Work task: Copy every record exactly. Nothing may be skipped.

Collection entries

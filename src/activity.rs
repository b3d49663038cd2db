//! Activity classification from trajectory features.
//!
//! A label is computed from the most recent `window` history entries of a
//! track:
//! - mean speed: centroid displacement per frame, averaged over the window
//! - speed consistency: `confidence = 1 / (1 + std_dev(speed))`
//! - direction variance: circular variance of the displacement headings
//!
//! Tracks with fewer entries than the window are labelled `Unknown` with
//! confidence 0. Classification never mutates the track.

use anyhow::Result;
use serde::Serialize;

use crate::config::{PipelineConfig, SpeedThresholds};
use crate::track::{HistoryEntry, Track};
use crate::PipelineError;

/// Displacements shorter than this (pixels) carry no heading.
const MIN_HEADING_DISPLACEMENT: f32 = 0.5;

#[derive(Clone, Copy, Debug, PartialEq, Eq, Hash, PartialOrd, Ord, Serialize)]
#[serde(rename_all = "snake_case")]
pub enum Activity {
    Standing,
    Walking,
    Running,
    Unknown,
}

impl Activity {
    pub const ALL: [Activity; 4] = [
        Activity::Standing,
        Activity::Walking,
        Activity::Running,
        Activity::Unknown,
    ];

    pub fn as_str(&self) -> &'static str {
        match self {
            Self::Standing => "standing",
            Self::Walking => "walking",
            Self::Running => "running",
            Self::Unknown => "unknown",
        }
    }
}

impl std::fmt::Display for Activity {
    fn fmt(&self, f: &mut std::fmt::Formatter<'_>) -> std::fmt::Result {
        f.write_str(self.as_str())
    }
}

/// Label for one track over one window of frames.
#[derive(Clone, Debug, PartialEq, Serialize)]
pub struct ActivityLabel {
    pub track_id: u64,
    pub activity: Activity,
    pub confidence: f32,
    /// First and last frame index of the window (inclusive).
    pub window: (u64, u64),
    /// Pixels per frame.
    pub mean_speed: f32,
    /// 0 for a straight path, approaching 1 for random headings.
    pub direction_variance: f32,
}

pub struct ActivityClassifier {
    window: usize,
    thresholds: SpeedThresholds,
}

impl ActivityClassifier {
    pub fn new(window: usize, thresholds: SpeedThresholds) -> Self {
        Self {
            window: window.max(2),
            thresholds,
        }
    }

    pub fn from_config(config: &PipelineConfig) -> Self {
        Self::new(config.classification_window, config.speed_thresholds)
    }

    pub fn window(&self) -> usize {
        self.window
    }

    /// Label a track. Short histories yield `Activity::Unknown`.
    pub fn classify(&self, track: &Track) -> ActivityLabel {
        match self.try_classify(track) {
            Ok(label) => label,
            Err(_) => {
                let history = track.history();
                let start = history.front().map_or(track.first_frame(), |e| e.frame_index);
                let end = history.back().map_or(track.last_frame(), |e| e.frame_index);
                ActivityLabel {
                    track_id: track.id(),
                    activity: Activity::Unknown,
                    confidence: 0.0,
                    window: (start, end),
                    mean_speed: 0.0,
                    direction_variance: 0.0,
                }
            }
        }
    }

    /// Like `classify`, but reports a short history as
    /// `PipelineError::InsufficientHistory`.
    pub fn try_classify(&self, track: &Track) -> Result<ActivityLabel> {
        let history = track.history();
        if history.len() < self.window {
            return Err(PipelineError::InsufficientHistory {
                track_id: track.id(),
                have: history.len(),
                need: self.window,
            }
            .into());
        }
        let recent: Vec<&HistoryEntry> = history.iter().skip(history.len() - self.window).collect();
        Ok(self.label_window(track.id(), &recent))
    }

    fn label_window(&self, track_id: u64, entries: &[&HistoryEntry]) -> ActivityLabel {
        let mut speeds = Vec::with_capacity(entries.len().saturating_sub(1));
        let mut heading_sum = (0.0f32, 0.0f32);
        let mut heading_count = 0usize;

        for pair in entries.windows(2) {
            let (a, b) = (pair[0], pair[1]);
            let gap = b.frame_index.saturating_sub(a.frame_index).max(1) as f32;
            let dx = b.centroid.0 - a.centroid.0;
            let dy = b.centroid.1 - a.centroid.1;
            let distance = (dx * dx + dy * dy).sqrt();
            speeds.push(distance / gap);
            if distance >= MIN_HEADING_DISPLACEMENT {
                heading_sum.0 += dx / distance;
                heading_sum.1 += dy / distance;
                heading_count += 1;
            }
        }

        let n = speeds.len().max(1) as f32;
        let mean_speed = speeds.iter().sum::<f32>() / n;
        let variance = speeds
            .iter()
            .map(|s| (s - mean_speed).powi(2))
            .sum::<f32>()
            / n;
        let confidence = 1.0 / (1.0 + variance.sqrt());

        let direction_variance = if heading_count > 0 {
            let resultant = (heading_sum.0.powi(2) + heading_sum.1.powi(2)).sqrt();
            (1.0 - resultant / heading_count as f32).clamp(0.0, 1.0)
        } else {
            0.0
        };

        let activity = if mean_speed < self.thresholds.standing_max {
            Activity::Standing
        } else if mean_speed <= self.thresholds.walking_max {
            Activity::Walking
        } else {
            Activity::Running
        };

        let start = entries.first().map_or(0, |e| e.frame_index);
        let end = entries.last().map_or(start, |e| e.frame_index);
        ActivityLabel {
            track_id,
            activity,
            confidence,
            window: (start, end),
            mean_speed,
            direction_variance,
        }
    }
}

Your response:
filename src/activity.rs
repository b3d49663038cd2db
//! Activity classification from trajectory features.
//!
//! A label is computed from the most recent `window` history entries of a
//! track:
//! - mean speed: centroid displacement per frame, averaged over the window
//! - speed consistency: `confidence = 1 / (1 + std_dev(speed))`
//! - direction variance: circular variance of the displacement headings
//!
//! Tracks with fewer entries than the window are labelled `Unknown` with
//! confidence 0. Classification never mutates the track.

use anyhow::Result;
use serde::Serialize;

use crate::config::{PipelineConfig, SpeedThresholds};
use crate::track::{HistoryEntry, Track};
use crate::PipelineError;

/// Displacements shorter than this (pixels) carry no heading.
const MIN_HEADING_DISPLACEMENT: f32 = 0.5;

#[derive(Clone, Copy, Debug, PartialEq, Eq, Hash, PartialOrd, Ord, Serialize)]
#[serde(rename_all = "snake_case")]
pub enum Activity {
    Standing,
    Walking,
    Running,
    Unknown,
}

impl Activity {
    pub const ALL: [Activity; 4] = [
        Activity::Standing,
        Activity::Walking,
        Activity::Running,
        Activity::Unknown,
    ];

    pub fn as_str(&self) -> &'static str {
        match self {
            Self::Standing => "standing",
            Self::Walking => "walking",
            Self::Running => "running",
            Self::Unknown => "unknown",
        }
    }
}

impl std::fmt::Display for Activity {
    fn fmt(&self, f: &mut std::fmt::Formatter<'_>) -> std::fmt::Result {
        f.write_str(self.as_str())
    }
}

/// Label for one track over one window of frames.
#[derive(Clone, Debug, PartialEq, Serialize)]
pub struct ActivityLabel {
    pub track_id: u64,
    pub activity: Activity,
    pub confidence: f32,
    /// First and last frame index of the window (inclusive).
    pub window: (u64, u64),
    /// Pixels per frame.
    pub mean_speed: f32,
    /// 0 for a straight path, approaching 1 for random headings.
    pub direction_variance: f32,
}

pub struct ActivityClassifier {
    window: usize,
    thresholds: SpeedThresholds,
}

impl ActivityClassifier {
    pub fn new(window: usize, thresholds: SpeedThresholds) -> Self {
        Self {
            window: window.max(2),
            thresholds,
        }
    }

    pub fn from_config(config: &PipelineConfig) -> Self {
        Self::new(config.classification_window, config.speed_thresholds)
    }

    pub fn window(&self) -> usize {
        self.window
    }

    /// Label a track. Short histories yield `Activity::Unknown`.
    pub fn classify(&self, track: &Track) -> ActivityLabel {
        match self.try_classify(track) {
            Ok(label) => label,
            Err(_) => {
                let history = track.history();
                let start = history.front().map_or(track.first_frame(), |e| e.frame_index);
                let end = history.back().map_or(track.last_frame(), |e| e.frame_index);
                ActivityLabel {
                    track_id: track.id(),
                    activity: Activity::Unknown,
                    confidence: 0.0,
                    window: (start, end),
                    mean_speed: 0.0,
                    direction_variance: 0.0,
                }
            }
        }
    }

    /// Like `classify`, but reports a short history as
    /// `PipelineError::InsufficientHistory`.
    pub fn try_classify(&self, track: &Track) -> Result<ActivityLabel> {
        let history = track.history();
        if history.len() < self.window {
            return Err(PipelineError::InsufficientHistory {
                track_id: track.id(),
                have: history.len(),
                need: self.window,
            }
            .into());
        }
        let recent: Vec<&HistoryEntry> = history.iter().skip(history.len() - self.window).collect();
        Ok(self.label_window(track.id(), &recent))
    }

    fn label_window(&self, track_id: u64, entries: &[&HistoryEntry]) -> ActivityLabel {
        let mut speeds = Vec::with_capacity(entries.len().saturating_sub(1));
        let mut heading_sum = (0.0f32, 0.0f32);
        let mut heading_count = 0usize;

        for pair in entries.windows(2) {
            let (a, b) = (pair[0], pair[1]);
            let gap = b.frame_index.saturating_sub(a.frame_index).max(1) as f32;
            let dx = b.centroid.0 - a.centroid.0;
            let dy = b.centroid.1 - a.centroid.1;
            let distance = (dx * dx + dy * dy).sqrt();
            speeds.push(distance / gap);
            if distance >= MIN_HEADING_DISPLACEMENT {
                heading_sum.0 += dx / distance;
                heading_sum.1 += dy / distance;
                heading_count += 1;
            }
        }

        let n = speeds.len().max(1) as f32;
        let mean_speed = speeds.iter().sum::<f32>() / n;
        let variance = speeds
            .iter()
            .map(|s| (s - mean_speed).powi(2))
            .sum::<f32>()
            / n;
        let confidence = 1.0 / (1.0 + variance.sqrt());

        let direction_variance = if heading_count > 0 {
            let resultant = (heading_sum.0.powi(2) + heading_sum.1.powi(2)).sqrt();
            (1.0 - resultant / heading_count as f32).clamp(0.0, 1.0)
        } else {
            0.0
        };

        let activity = if mean_speed < self.thresholds.standing_max {
            Activity::Standing
        } else if mean_speed <= self.thresholds.walking_max {
            Activity::Walking
        } else {
            Activity::Running
        };

        let start = entries.first().map_or(0, |e| e.frame_index);
        let end = entries.last().map_or(start, |e| e.frame_index);
        ActivityLabel {
            track_id,
            activity,
            confidence,
            window: (start, end),
            mean_speed,
            direction_variance,
        }
    }
}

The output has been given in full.